What the exercise asks:
Your task is to copy every line below that contains the word "sqrt".

■ ■ ■

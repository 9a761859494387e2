/// JSON checkpoints of a trained model together with its vocabulary and loss history
pub mod checkpoint;
/// Training configuration and its validation
pub mod config;
/// The training loop
pub mod trainer;

pub use checkpoint::*;
pub use config::*;
pub use trainer::*;
/// Gated recurrent cell with a block-circulant update-gate recurrent weight.
///
/// Processes a sequence with shape (batch, timesteps, input_dim) and returns the hidden state
/// of every timestep with shape (batch, timesteps, units). Per timestep:
///
/// - `i_t = sigmoid(b_i + x_t · W_x_i + h_{t-1} · C(W_h_i))`
/// - `r_t = sigmoid(b_r + x_t · W_x_r + h_{t-1} · W_h_r)`
/// - `g_t = tanh(b_g + x_t · W_x_g + (h_{t-1} ⊙ r_t) · W_h_g)`
/// - `h_t = (1 - i_t) ⊙ h_{t-1} + i_t ⊙ g_t`
///
/// where `C` is the block-circulant synthesis of [`accumulate_circulant`]. The cell state is
/// the hidden state: `c0` is accepted for compatibility but does not enter the arithmetic.
///
/// All parameters live in one `(input_dim + units) x 3 * units` weight (input rows first,
/// column groups update, reset, candidate) and one `3 * units` bias. Sequence, gate and
/// gradient buffers are retained between calls and only reallocated when the batch or
/// sequence shape changes.
///
/// # Examples
/// ```rust
/// use rustyrnn::neural_network::*;
/// use ndarray::Array3;
///
/// let mut cell = CirculantGRU::with_seed(4, 8, 4, 42).unwrap();
/// let x = Array3::<f64>::ones((2, 5, 4));
///
/// let h = cell.forward(x.view(), None, None).unwrap().to_owned();
/// assert_eq!(h.shape(), &[2, 5, 8]);
///
/// let grad_h = Array3::<f64>::ones((2, 5, 8));
/// let grads = cell.backward(x.view(), None, None, grad_h.view(), 1.0).unwrap();
/// assert_eq!(grads.input.shape(), &[2, 5, 4]);
/// assert!(grads.hidden.is_none());
/// ```
pub struct CirculantGRU {
    input_dim: usize,
    units: usize,
    block_size: usize,
    synthesis_gradient: SynthesisGradient,
    remember_states: bool,

    weight: Array2<f64>,
    bias: Array1<f64>,
    grad_weight: Array2<f64>,
    grad_bias: Array1<f64>,

    // Forward buffers
    derived_weight: Array2<f64>,
    output: Array3<f64>,
    gates: Array3<f64>, // i, r, g activations per timestep
    initial_hidden: Array2<f64>,
    initial_cell: Array2<f64>,
    final_hidden: Array2<f64>,
    final_cell: Array2<f64>,
    carried_batch: Option<usize>,
    forward_record: Option<ForwardRecord>,

    // Backward buffers
    grad_input: Array3<f64>,
    grad_initial_hidden: Array2<f64>,
    grad_initial_cell: Array2<f64>,
    grad_next_hidden: Array2<f64>,
    scratch: Array2<f64>,
    grad_gates: Array2<f64>,
    grad_derived: Array2<f64>,
}
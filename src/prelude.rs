/// Prelude module for character datasets.
pub mod dataset_prelude;
/// Prelude module for layers, losses, optimizers and the language model.
pub mod neural_network_prelude;
/// Prelude module for training configuration, checkpoints and the trainer.
pub mod training_prelude;

pub use crate::error::{IoError, ModelError};
pub use dataset_prelude::*;
pub use neural_network_prelude::*;
pub use training_prelude::*;
use super::*;

/// Time-distributed fully connected layer.
///
/// Applies the same affine map `output = input · weight + bias` to every timestep of a
/// (batch, timesteps, input_dim) sequence. It is used as the classification head of the
/// language model, producing unnormalized logits over the vocabulary.
///
/// # Dimensions
///
/// - Input shape: (batch_size, timesteps, input_dim)
/// - Output shape: (batch_size, timesteps, output_dim)
pub struct Dense {
    input_dim: usize,
    output_dim: usize,
    /// Weight matrix with shape (input_dim, output_dim)
    weight: Array2<f64>,
    /// Bias vector with shape (output_dim)
    bias: Array1<f64>,
    grad_weight: Array2<f64>,
    grad_bias: Array1<f64>,
    output: Array3<f64>,
    grad_input: Array3<f64>,
}

impl Dense {
    /// Creates a dense layer with weights drawn uniformly from `[-init_range, init_range]`
    /// and a zero bias.
    ///
    /// # Parameters
    ///
    /// - `input_dim` - Number of input features per timestep
    /// - `output_dim` - Number of output features per timestep
    /// - `init_range` - Half-width of the uniform initialization interval
    /// - `rng` - Random number generator used for sampling
    ///
    /// # Returns
    ///
    /// - `Result<Self, ModelError>` - A new dense layer, or an error if a size is 0 or
    ///   `init_range` is invalid
    pub fn new(
        input_dim: usize,
        output_dim: usize,
        init_range: f64,
        rng: &mut StdRng,
    ) -> Result<Self, ModelError> {
        if input_dim == 0 || output_dim == 0 {
            return Err(ModelError::InputValidationError(format!(
                "input_dim and output_dim must be greater than 0, got {} and {}",
                input_dim, output_dim
            )));
        }
        Ok(Self {
            input_dim,
            output_dim,
            weight: random_uniform((input_dim, output_dim), init_range, rng)?,
            bias: Array1::zeros(output_dim),
            grad_weight: Array2::zeros((input_dim, output_dim)),
            grad_bias: Array1::zeros(output_dim),
            output: Array3::zeros((0, 0, 0)),
            grad_input: Array3::zeros((0, 0, 0)),
        })
    }

    /// Applies the affine map to every timestep.
    ///
    /// # Parameters
    ///
    /// - `input` - Input sequence with shape (batch, timesteps, input_dim)
    ///
    /// # Returns
    ///
    /// - `Ok(ArrayView3<f64>)` - Output with shape (batch, timesteps, output_dim)
    /// - `Err(ModelError)` - If the input is empty or has the wrong width
    pub fn forward(
        &mut self,
        input: ArrayView3<'_, f64>,
    ) -> Result<ArrayView3<'_, f64>, ModelError> {
        let (batch, timesteps) = self.validate_input(&input)?;
        let rows = batch * timesteps;
        ensure_shape(&mut self.output, Dim([batch, timesteps, self.output_dim]));

        let flat_input = input.to_shape((rows, self.input_dim)).map_err(|e| {
            ModelError::ProcessingError(format!("failed to flatten dense input: {}", e))
        })?;
        let mut flat_output = self
            .output
            .view_mut()
            .into_shape_with_order((rows, self.output_dim))
            .map_err(|e| {
                ModelError::ProcessingError(format!("failed to flatten dense output: {}", e))
            })?;
        flat_output.assign(&self.bias);
        general_mat_mul(1.0, &flat_input, &self.weight, 1.0, &mut flat_output);

        Ok(self.output.view())
    }

    /// Accumulates weight and bias gradients and returns the gradient with respect to the input.
    ///
    /// # Parameters
    ///
    /// - `input` - The input passed to the matching forward call
    /// - `grad_output` - Gradient with respect to the output, shape (batch, timesteps, output_dim)
    ///
    /// # Returns
    ///
    /// - `Ok(ArrayView3<f64>)` - Gradient with respect to the input, shape (batch, timesteps, input_dim)
    /// - `Err(ModelError)` - If the shapes disagree
    pub fn backward(
        &mut self,
        input: ArrayView3<'_, f64>,
        grad_output: ArrayView3<'_, f64>,
    ) -> Result<ArrayView3<'_, f64>, ModelError> {
        let (batch, timesteps) = self.validate_input(&input)?;
        if grad_output.dim() != (batch, timesteps, self.output_dim) {
            return Err(ModelError::InputValidationError(format!(
                "grad_output must have shape ({}, {}, {}), got {:?}",
                batch,
                timesteps,
                self.output_dim,
                grad_output.shape()
            )));
        }
        let rows = batch * timesteps;
        ensure_shape(&mut self.grad_input, Dim([batch, timesteps, self.input_dim]));

        let reshape_error = |e: ndarray::ShapeError| {
            ModelError::ProcessingError(format!("failed to flatten dense gradient: {}", e))
        };
        let flat_input = input.to_shape((rows, self.input_dim)).map_err(reshape_error)?;
        let flat_grad = grad_output
            .to_shape((rows, self.output_dim))
            .map_err(reshape_error)?;

        general_mat_mul(1.0, &flat_input.t(), &flat_grad, 1.0, &mut self.grad_weight);
        self.grad_bias += &flat_grad.sum_axis(Axis(0));

        let mut flat_grad_input = self
            .grad_input
            .view_mut()
            .into_shape_with_order((rows, self.input_dim))
            .map_err(reshape_error)?;
        general_mat_mul(1.0, &flat_grad, &self.weight.t(), 0.0, &mut flat_grad_input);

        Ok(self.grad_input.view())
    }

    /// Releases the output and input-gradient buffers.
    pub fn clear_state(&mut self) {
        self.output = Array3::zeros((0, 0, 0));
        self.grad_input = Array3::zeros((0, 0, 0));
    }

    /// Replaces the weight and bias.
    ///
    /// # Errors
    ///
    /// - `ModelError::InputValidationError` - If either shape is wrong
    pub fn set_weights(
        &mut self,
        weight: Array2<f64>,
        bias: Array1<f64>,
    ) -> Result<(), ModelError> {
        if weight.dim() != self.weight.dim() || bias.len() != self.bias.len() {
            return Err(ModelError::InputValidationError(format!(
                "expected weight {:?} and bias [{}], got {:?} and [{}]",
                self.weight.shape(),
                self.bias.len(),
                weight.shape(),
                bias.len()
            )));
        }
        self.weight = weight;
        self.bias = bias;
        Ok(())
    }

    /// Returns the number of input features per timestep
    pub fn input_dim(&self) -> usize {
        self.input_dim
    }

    /// Returns the number of output features per timestep
    pub fn output_dim(&self) -> usize {
        self.output_dim
    }

    /// Returns the weight matrix
    pub fn weight(&self) -> &Array2<f64> {
        &self.weight
    }

    /// Returns the bias vector
    pub fn bias(&self) -> &Array1<f64> {
        &self.bias
    }

    /// Returns the accumulated weight gradient
    pub fn grad_weight(&self) -> &Array2<f64> {
        &self.grad_weight
    }

    /// Returns the output of the most recent forward call
    pub fn output(&self) -> ArrayView3<'_, f64> {
        self.output.view()
    }

    /// Returns the accumulated bias gradient
    pub fn grad_bias(&self) -> &Array1<f64> {
        &self.grad_bias
    }

    fn validate_input(&self, input: &ArrayView3<'_, f64>) -> Result<(usize, usize), ModelError> {
        let (batch, timesteps, features) = input.dim();
        if batch == 0 || timesteps == 0 {
            return Err(ModelError::InputValidationError(
                "dense input must not be empty".to_string(),
            ));
        }
        if features != self.input_dim {
            return Err(ModelError::InputValidationError(format!(
                "dense input has {} features, expected {}",
                features, self.input_dim
            )));
        }
        Ok((batch, timesteps))
    }
}

impl Parameterized for Dense {
    fn parameters(&self) -> Vec<ArrayViewD<'_, f64>> {
        vec![self.weight.view().into_dyn(), self.bias.view().into_dyn()]
    }

    fn parameters_mut(&mut self) -> Vec<ArrayViewMutD<'_, f64>> {
        vec![
            self.weight.view_mut().into_dyn(),
            self.bias.view_mut().into_dyn(),
        ]
    }

    fn gradients(&self) -> Vec<ArrayViewD<'_, f64>> {
        vec![
            self.grad_weight.view().into_dyn(),
            self.grad_bias.view().into_dyn(),
        ]
    }

    fn zero_gradients(&mut self) {
        self.grad_weight.fill(0.0);
        self.grad_bias.fill(0.0);
    }
}
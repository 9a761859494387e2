use super::*;

/// RMSprop (Root Mean Square Propagation) optimizer.
///
/// Adapts per-parameter learning rates using a moving average of squared gradients:
///
/// - `s = rho * s + (1 - rho) * g^2`
/// - `p = p - learning_rate * g / (sqrt(s) + epsilon)`
///
/// # Fields
///
/// - `learning_rate` - Learning rate controlling the size of parameter updates
/// - `rho` - Decay rate for the moving average of squared gradients
/// - `epsilon` - Small constant added for numerical stability
/// - `cache` - Moving average of squared gradients, sized on the first step
#[derive(Debug, Clone)]
pub struct RMSprop {
    learning_rate: f64,
    rho: f64,
    epsilon: f64,
    cache: Array1<f64>,
}

impl RMSprop {
    /// Creates a new RMSprop optimizer with the specified parameters.
    ///
    /// Validates hyperparameters and initializes the optimizer.
    ///
    /// # Parameters
    ///
    /// - `learning_rate` - Step size for parameter updates
    /// - `rho` - Decay rate for moving average of squared gradients (typically 0.95)
    /// - `epsilon` - Small constant for numerical stability (typically 1e-8)
    ///
    /// # Returns
    ///
    /// - `Result<Self, ModelError>` - A new RMSprop optimizer instance or an error
    ///
    /// # Errors
    ///
    /// - `ModelError::InputValidationError` - If any hyperparameter is out of range
    pub fn new(learning_rate: f64, rho: f64, epsilon: f64) -> Result<Self, ModelError> {
        // input validation
        validate_learning_rate(learning_rate)?;
        validate_decay_rate(rho, "rho")?;
        validate_epsilon(epsilon)?;

        Ok(Self {
            learning_rate,
            rho,
            epsilon,
            cache: Array1::zeros(0),
        })
    }
}

impl Optimizer for RMSprop {
    fn step(
        &mut self,
        mut parameters: ArrayViewMut1<'_, f64>,
        gradients: ArrayView1<'_, f64>,
    ) -> Result<(), ModelError> {
        prepare_state(&mut self.cache, &parameters, &gradients)?;

        let (rho, epsilon, learning_rate) = (self.rho, self.epsilon, self.learning_rate);
        let update = |p: &mut f64, s: &mut f64, &g: &f64| {
            *s = rho * *s + (1.0 - rho) * g * g;
            *p -= learning_rate * g / (s.sqrt() + epsilon);
        };

        let zip = Zip::from(&mut parameters)
            .and(&mut self.cache)
            .and(&gradients);
        if parameters_len_is_large(&gradients) {
            zip.par_for_each(update);
        } else {
            zip.for_each(update);
        }
        Ok(())
    }

    fn learning_rate(&self) -> f64 {
        self.learning_rate
    }

    fn set_learning_rate(&mut self, learning_rate: f64) -> Result<(), ModelError> {
        validate_learning_rate(learning_rate)?;
        self.learning_rate = learning_rate;
        Ok(())
    }
}
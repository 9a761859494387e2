pub use crate::training::{
    Checkpoint, OptimizerKind, Trainer, TrainingConfig, TrainingHistory, ValidationRecord,
    checkpoint_file_name,
};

■ ■ ■

Exercise result:
/// - `p = p - learning_rate * g / (sqrt(s) + epsilon)`
            *p -= learning_rate * g / (s.sqrt() + epsilon);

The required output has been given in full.